impl OutputFormatter {
    /// Creates a new output formatter.
    #[must_use]
    pub const fn new(format: OutputFormat) -> Self {
        Self {
            format,
            show_sames: false,
            show_replace_steps: false,
        }
    }

    /// Shows unchanged resources and properties.
    #[must_use]
    pub const fn with_show_sames(mut self, show_sames: bool) -> Self {
        self.show_sames = show_sames;
        self
    }

    /// Counts both halves of each replacement in summaries.
    #[must_use]
    pub const fn with_show_replace_steps(mut self, show_replace_steps: bool) -> Self {
        self.show_replace_steps = show_replace_steps;
        self
    }

    /// Selected output format.
    #[must_use]
    pub const fn format(&self) -> OutputFormat {
        self.format
    }

    /// Formats a deployment plan for display.
    #[must_use]
    pub fn format_plan(&self, plan: &Plan) -> String {
        match self.format {
            OutputFormat::Json => {
                serde_json::to_string_pretty(&PlanJson::new(plan, self.show_replace_steps)).unwrap_or_default()
            }
            OutputFormat::Text => self.format_plan_text(plan),
        }
    }

    fn format_plan_text(&self, plan: &Plan) -> String {
        let mut output = String::new();

        if self.show_sames {
            for resource in plan.unchanged() {
                output.push_str(&self.format_resource(StepOp::Same, resource));
            }
        }

        if plan.is_empty() {
            let _ = writeln!(
                output,
                "{} No changes required - environment '{}' is up to date.",
                "✓".green(),
                plan.environment()
            );
            return output;
        }

        for step in plan.steps() {
            output.push_str(&self.format_step(plan, step));
        }
        output.push('\n');
        output.push_str(&self.format_summary(&plan.op_counts(), true, None, false));
        output
    }

    /// Renders one step: a coloured header, the resource's pseudo-properties
    /// and either its property diff or its full property map.
    #[must_use]
    pub fn format_step(&self, plan: &Plan, step: &Step) -> String {
        let mut output = String::new();
        let op = step.op;

        line(
            &mut output,
            op,
            &format!("{}{}: ({}){}", op.prefix(), step.type_token, op, op.suffix()),
        );
        line(&mut output, op, &format!("{}{INDENT}[urn={}]", op.prefix(), step.urn.name()));

        // A create has no physical ID yet; the old ID is being superseded.
        if !matches!(op, StepOp::Create | StepOp::ReplaceCreate) {
            if let Some(id) = step.old.as_ref().and_then(|old| old.id.as_ref()) {
                line(&mut output, op, &format!("{}{INDENT}[id={id}]", op.prefix()));
            }
        }

        match (&step.diff, op) {
            (Some(diff), StepOp::Update | StepOp::ReplaceCreate) => {
                self.write_entries(&mut output, Entries::from(diff), plan.replaces(&step.urn), 1);
            }
            _ => {
                if let Some(properties) = step.properties() {
                    Self::write_properties(&mut output, op, properties, 1);
                }
            }
        }

        output
    }

    /// Renders a resource that is not part of any step.
    fn format_resource(&self, op: StepOp, resource: &ResourceState) -> String {
        let mut output = String::new();
        line(&mut output, op, &format!("{}{}: ({op})", op.prefix(), resource.type_token));
        line(&mut output, op, &format!("{}{INDENT}[urn={}]", op.prefix(), resource.urn.name()));
        if let Some(id) = &resource.id {
            line(&mut output, op, &format!("{}{INDENT}[id={id}]", op.prefix()));
        }
        if self.show_sames {
            Self::write_properties(&mut output, op, &resource.properties, 1);
        }
        output
    }

    fn write_properties(output: &mut String, op: StepOp, properties: &PropertyMap, depth: usize) {
        for (key, value) in properties {
            if value.has_value() {
                Self::write_value(output, op, &format!("{key}: "), value, depth);
            }
        }
    }

    fn write_value(output: &mut String, op: StepOp, label: &str, value: &PropertyValue, depth: usize) {
        let lead = format!("{}{}", op.prefix(), INDENT.repeat(depth));
        match value {
            PropertyValue::Object(map) if !map.is_empty() => {
                line(output, op, &format!("{lead}{label}{{"));
                Self::write_properties(output, op, map, depth + 1);
                line(output, op, &format!("{lead}}}"));
            }
            PropertyValue::Array(items) if !items.is_empty() => {
                line(output, op, &format!("{lead}{label}["));
                for (i, item) in items.iter().enumerate() {
                    Self::write_value(output, op, &format!("[{i}]: "), item, depth + 1);
                }
                line(output, op, &format!("{lead}]"));
            }
            _ => line(output, op, &format!("{lead}{label}{value}")),
        }
    }

    /// Writes the entries of a diff in key order: additions and deletions
    /// that carry a value, every update, and sames only when asked to.
    fn write_entries<K: Ord + fmt::Display>(
        &self,
        output: &mut String,
        entries: Entries<'_, K>,
        replaces: &[PropertyKey],
        depth: usize,
    ) {
        let keys: BTreeSet<&K> = entries
            .adds
            .keys()
            .chain(entries.deletes.keys())
            .chain(entries.updates.keys())
            .chain(entries.sames.keys())
            .collect();

        for key in keys {
            let label = (entries.label)(key);
            if let Some(value) = entries.adds.get(key) {
                if value.has_value() {
                    Self::write_value(output, StepOp::Create, &label, value, depth);
                }
            } else if let Some(value) = entries.deletes.get(key) {
                if value.has_value() {
                    Self::write_value(output, StepOp::Delete, &label, value, depth);
                }
            } else if let Some(update) = entries.updates.get(key) {
                let name = key.to_string();
                let forces_replacement = replaces.iter().any(|r| *r == name);
                self.write_update(output, &label, update, forces_replacement, depth);
            } else if let Some(value) = entries.sames.get(key) {
                if self.show_sames && value.has_value() {
                    Self::write_value(output, StepOp::Same, &label, value, depth);
                }
            }
        }
    }

    fn write_update(&self, output: &mut String, label: &str, update: &ValueDiff, forces_replacement: bool, depth: usize) {
        let (op, marker) = if forces_replacement {
            (StepOp::ReplaceCreate, " (forces replacement)")
        } else {
            (StepOp::Update, "")
        };
        let lead = format!("{}{}", op.prefix(), INDENT.repeat(depth));

        if let Some(array) = &update.array {
            line(output, op, &format!("{lead}{label}[{marker}"));
            self.write_entries(output, Entries::from(array), &[], depth + 1);
            line(output, op, &format!("{lead}]"));
        } else if let Some(object) = &update.object {
            line(output, op, &format!("{lead}{label}{{{marker}"));
            self.write_entries(output, Entries::from(object), &[], depth + 1);
            line(output, op, &format!("{lead}}}"));
        } else {
            line(output, op, &format!("{lead}{label}{} => {}{marker}", update.old, update.new));
        }
    }

    /// Formats a change summary.
    ///
    /// `planned` selects future ("to create") over past ("created") wording.
    /// A replacement pair is one change unless replace steps are shown.
    #[must_use]
    pub fn format_summary(
        &self,
        counts: &OpCounts,
        planned: bool,
        elapsed: Option<Duration>,
        maybe_corrupt: bool,
    ) -> String {
        let mut output = String::new();
        let total = counts.total(self.show_replace_steps);
        let kind = if planned { "planned change" } else { "change" };
        let _ = writeln!(output, "{}:", plural(total, kind).replacen(' ', " total ", 1));

        for (op, n) in counts.lines(self.show_replace_steps) {
            let verb = match (op, self.show_replace_steps, planned) {
                (StepOp::ReplaceCreate, false, true) => String::from("to replace"),
                (StepOp::ReplaceCreate, false, false) => String::from("replaced"),
                (_, _, true) => format!("to {op}"),
                (_, _, false) => op.past_tense().to_string(),
            };
            line(
                &mut output,
                op,
                &format!("{INDENT}{}{} {verb}", op.prefix(), plural(n, "resource")),
            );
        }

        if let Some(elapsed) = elapsed {
            let _ = writeln!(output, "Deployment duration: {}", format_duration(elapsed));
        }
        if maybe_corrupt {
            let _ = writeln!(output, "{} {}", "⚠".red(), CORRUPT_WARNING.red());
        }
        output
    }

    /// Formats the result of applying a plan.
    #[must_use]
    pub fn format_outcome(&self, outcome: &ApplyOutcome, elapsed: Duration) -> String {
        match self.format {
            OutputFormat::Json => serde_json::to_string_pretty(&OutcomeJson::new(outcome, elapsed, self.show_replace_steps))
                .unwrap_or_default(),
            OutputFormat::Text => {
                let mut output = String::new();
                if let Some(err) = &outcome.error {
                    let _ = writeln!(output, "{} {err}", "✗".red());
                }
                output.push_str(&self.format_summary(
                    outcome.progress.ops(),
                    false,
                    Some(elapsed),
                    outcome.progress.maybe_corrupt(),
                ));
                output
            }
        }
    }

    /// Formats the environment listing.
    #[must_use]
    pub fn format_envs(&self, envs: &[EnvSummary]) -> String {
        match self.format {
            OutputFormat::Json => serde_json::to_string_pretty(envs).unwrap_or_default(),
            OutputFormat::Text => {
                if envs.is_empty() {
                    return String::from("No environments. Run 'stratum env init <name>' to create one.\n");
                }
                let rows: Vec<EnvRow> = envs
                    .iter()
                    .map(|env| EnvRow {
                        name: if env.current {
                            format!("{}*", env.name)
                        } else {
                            env.name.clone()
                        },
                        resources: env.resources,
                        deployed_at: env
                            .deployed_at
                            .map_or_else(|| String::from("n/a"), |t| t.format("%Y-%m-%d %H:%M:%S UTC").to_string()),
                    })
                    .collect();
                let mut output = Table::new(rows).to_string();
                output.push('\n');
                output
            }
        }
    }

    /// Formats an environment's configuration variables.
    #[must_use]
    pub fn format_config(&self, config: &BTreeMap<String, String>) -> String {
        match self.format {
            OutputFormat::Json => serde_json::to_string_pretty(config).unwrap_or_default(),
            OutputFormat::Text => {
                if config.is_empty() {
                    return String::from("No configuration variables set.\n");
                }
                let rows: Vec<ConfigRow> = config
                    .iter()
                    .map(|(key, value)| ConfigRow {
                        key: key.clone(),
                        value: value.clone(),
                    })
                    .collect();
                let mut output = Table::new(rows).to_string();
                output.push('\n');
                output
            }
        }
    }
}
//! Resource provider interface.
//!
//! Providers perform the remote create/read/update/delete calls for the
//! resource types they serve, validate desired properties, and declare which
//! property changes force a resource to be replaced.

mod local;
mod registry;

use async_trait::async_trait;

use crate::error::{CheckFailure, ProviderError};
use crate::planner::ObjectDiff;
use crate::resource::{PropertyKey, PropertyMap, ResourceId, TypeToken};

pub use local::LocalProvider;
pub use registry::ProviderRegistry;

/// Result type for provider calls.
pub type ProviderResult<T> = std::result::Result<T, ProviderError>;

/// Callbacks a provider exposes to the planner and executor.
#[async_trait]
pub trait Provider: Send + Sync {
    /// Validates the desired properties of a resource.
    ///
    /// Returns the property-level failures; an empty list means valid.
    async fn check(&self, type_token: &TypeToken, properties: &PropertyMap) -> ProviderResult<Vec<CheckFailure>>;

    /// Creates a resource and returns its provider-assigned ID.
    async fn create(&self, type_token: &TypeToken, properties: &PropertyMap) -> ProviderResult<ResourceId>;

    /// Reads the current properties of a resource, outputs included.
    async fn get(&self, type_token: &TypeToken, id: &ResourceId) -> ProviderResult<PropertyMap>;

    /// Returns the property keys whose change requires replacing the resource.
    async fn inspect_change(
        &self,
        type_token: &TypeToken,
        id: &ResourceId,
        old: &PropertyMap,
        new: &PropertyMap,
        diff: &ObjectDiff,
    ) -> ProviderResult<Vec<PropertyKey>>;

    /// Updates a resource in place.
    async fn update(
        &self,
        type_token: &TypeToken,
        id: &ResourceId,
        old: &PropertyMap,
        new: &PropertyMap,
        diff: &ObjectDiff,
    ) -> ProviderResult<()>;

    /// Deletes a resource.
    async fn delete(&self, type_token: &TypeToken, id: &ResourceId) -> ProviderResult<()>;

    /// Short provider name for logs.
    fn name(&self) -> &str;
}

#### [Your objective]
Identify and extract each line of the listing that contains "items".

#### [Result of the task]
            PropertyValue::Array(items) if !items.is_empty() => {
                for (i, item) in items.iter().enumerate() {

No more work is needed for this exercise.